Simply do a mind map as follows:
From zero to build a KNN
KNN (k - nearestneighbor) algorithm that is K Nearest Neighbor algorithm. The algorithm is somewhat similar analogy, it simply is something I now have a need to be classified, I have classified it with good things are compared, and who is most like, then this thing is what.
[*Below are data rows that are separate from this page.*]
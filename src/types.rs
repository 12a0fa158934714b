//! Server-provided record types and response envelopes.
//!
//! These mirror the JSON bodies produced by the FileVault backend. The
//! client treats them as opaque beyond a single render pass: nothing is
//! validated or cached client-side.

use serde::{Deserialize, Serialize};

use crate::format::FileKind;

/// A file record as returned by the server.
#[derive(Debug, Clone, Deserialize)]
pub struct FileEntry {
    /// Server-assigned file identifier.
    pub id: i64,
    /// Display name (the original upload filename).
    pub name: String,
    /// Stored filename, which may differ from `name` for uniqueness.
    #[serde(default)]
    pub filename: Option<String>,
    /// Containing folder, `None` for root.
    #[serde(default)]
    pub folder_id: Option<i64>,
    /// Size in bytes.
    pub size: u64,
    /// MIME type, if the server could determine one.
    #[serde(default)]
    pub mime_type: Option<String>,
    #[serde(default)]
    pub created_at: Option<String>,
    #[serde(default)]
    pub updated_at: Option<String>,
}

impl FileEntry {
    /// Classify this file by its MIME type.
    pub fn kind(&self) -> FileKind {
        FileKind::from_mime(self.mime_type.as_deref())
    }
}

/// A folder record as returned by the server.
#[derive(Debug, Clone, Deserialize)]
pub struct FolderEntry {
    /// Server-assigned folder identifier.
    pub id: i64,
    /// Folder display name.
    pub name: String,
    /// Parent folder, `None` for a folder directly under root.
    #[serde(default)]
    pub parent_folder_id: Option<i64>,
    /// Full path from root, as tracked by the server.
    #[serde(default)]
    pub path: Option<String>,
    #[serde(default)]
    pub created_at: Option<String>,
}

/// The contents of one folder: its files and subfolders.
#[derive(Debug, Clone, Deserialize)]
pub struct Listing {
    pub files: Vec<FileEntry>,
    pub folders: Vec<FolderEntry>,
    /// The folder these entries belong to, `None` for root.
    #[serde(default)]
    pub current_folder_id: Option<i64>,
}

impl Listing {
    /// True when the folder holds neither files nor subfolders.
    pub fn is_empty(&self) -> bool {
        self.files.is_empty() && self.folders.is_empty()
    }
}

/// Account identity as returned by the auth endpoints.
#[derive(Debug, Clone, Serialize, Deserialize)]
pub struct UserInfo {
    pub id: i64,
    pub username: String,
    pub email: String,
    #[serde(default)]
    pub created_at: Option<String>,
}

/// Response envelope for `/auth/login`.
#[derive(Debug, Clone, Deserialize)]
pub struct LoginResponse {
    pub access_token: String,
    pub user: UserInfo,
}

/// Response envelope for endpoints returning a user record.
#[derive(Debug, Clone, Deserialize)]
pub struct UserResponse {
    pub user: UserInfo,
}

/// Response envelope for endpoints returning a file record.
#[derive(Debug, Clone, Deserialize)]
pub struct FileResponse {
    pub file: FileEntry,
}

/// Response envelope for endpoints returning a folder record.
#[derive(Debug, Clone, Deserialize)]
pub struct FolderResponse {
    pub folder: FolderEntry,
}

/// Response envelope for endpoints returning only a status message.
#[derive(Debug, Clone, Deserialize)]
pub struct MessageResponse {
    pub message: String,
}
The following is a specific implementation:
from tensorflow.keras import datasets
import tensorflow as tf
import math
import numpy as np
#虽然导入了tensorflow,但实际上并没有用到tensorflow的神经网络的框架,只是用它来得到并稍微处理了一下数据集
# 按照四步走来编写代码,四步即 准备数据->搭建网络->训练网络->测试网络
# 准备数据
(train_images, train_labels), (test_images, test_labels) = datasets.mnist.load_data()
# 训练图像保存在一个uint8 类型的数组中,其形状为(60000, 28, 28),取值区间为[0, 255]。
# 我们需要将其变换为一个float32 数组,其形状为(60000, 28 * 28),取值范围为0~1。
train_images = train_images.reshape(60000, 28*28).astype('float32') / 255
test_images = test_images.reshape(10000, 28*28).astype('float32') / 255
# 对标签进行分类编码(one-hot编码)
train_labels = tf.keras.utils.to_categorical(train_labels)
test_labels = tf.keras.utils.to_categorical(test_labels)
# 搭建KNN并测试(此处我们用KNN来实现手写识别严格意义上来说,并不是搭建一个网络,这三个步骤都包含在下面)
# 且以下是用minst数据集的训练集和测试集分别来测试这种最简单的KNN算法的准确性,我的测试结果大概是90%
def knn_test(test_sum, train_sum):
print("测试KNN算法的准备性")
accracy = 0
for i in range(test_sum):
test_data = test_images[i]
for j in range(train_sum):
train_data = train_images[j]
dist = get_dist(train_data, test_data)
if j == 0:
min_dist = dist
min_index = j
else:
if dist < min_dist:
min_dist = dist
min_index = j
predict = np.argmax(train_labels[min_index])
real_data = np.argmax(test_labels[i])
if predict == real_data:
accracy += 1/test_sum
print("预测:", predict, "实际:", real_data)
print("准确性:", accracy)
# 求“距离”函数
def get_dist(train_data, test_data):
data_pow = 0.
for k in range(784):
data_pow += math.pow(train_data[k]-test_data[k], 2)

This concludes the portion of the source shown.